Return, in their exact form, the lines that lie between the start of the data below and the line containing "pub fn render<'a>(records: impl", with both ends included.

> _Record extracts_
*** Block opens ***

//! Snapshot writer.
//!
//! `dump` opens the target for writing, truncating whatever it held, and
//! writes every record as `Name: …, BirthDate: …, Commands: […]`, one per
//! line. The target is rewritten in place, so a symlinked `animals.txt` keeps
//! pointing at the same file and existing permissions are left alone. The
//! parent directory is never created.

use std::fs::OpenOptions;
use std::io::Write;
use std::path::Path;

use menagerie_core::AnimalRecord;

use crate::error::{io_err, DumpError};

/// Dump target used when none is configured, relative to the working directory.
pub const DEFAULT_DUMP_FILE: &str = "animals.txt";

/// Render records in iteration order, each line terminated by `\n`.
pub fn render<'a>(records: impl IntoIterator<Item = &'a AnimalRecord>) -> (String, usize) {
    let mut out = String::new();
    let mut lines = 0;
    for record in records {
        out.push_str(&record.to_string());
        out.push('\n');
        lines += 1;
    }
    (out, lines)
}

/// Overwrite the file at `path` with a snapshot of `records`.
///
/// Returns the number of lines written.
pub fn dump<'a>(
    records: impl IntoIterator<Item = &'a AnimalRecord>,
    path: &Path,
) -> Result<usize, DumpError> {
    let (content, lines) = render(records);

    let mut file = OpenOptions::new()
        .write(true)
        .create(true)
        .truncate(true)
        .open(path)
        .map_err(|e| io_err(path, e))?;
    file.write_all(content.as_bytes())
        .map_err(|e| io_err(path, e))?;
    file.flush().map_err(|e| io_err(path, e))?;

    tracing::info!(lines, "dumped: {}", path.display());
    Ok(lines)
}

// ---------------------------------------------------------------------------
// Tests
// ---------------------------------------------------------------------------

*** Block closes ***

> _Answer space_
//! Snapshot writer.
//!
//! `dump` opens the target for writing, truncating whatever it held, and
//! writes every record as `Name: …, BirthDate: …, Commands: […]`, one per
//! line. The target is rewritten in place, so a symlinked `animals.txt` keeps
//! pointing at the same file and existing permissions are left alone. The
//! parent directory is never created.

use std::fs::OpenOptions;
use std::io::Write;
use std::path::Path;

use menagerie_core::AnimalRecord;

use crate::error::{io_err, DumpError};

/// Dump target used when none is configured, relative to the working directory.
pub const DEFAULT_DUMP_FILE: &str = "animals.txt";

/// Render records in iteration order, each line terminated by `\n`.
pub fn render<'a>(records: impl IntoIterator<Item = &'a AnimalRecord>) -> (String, usize) {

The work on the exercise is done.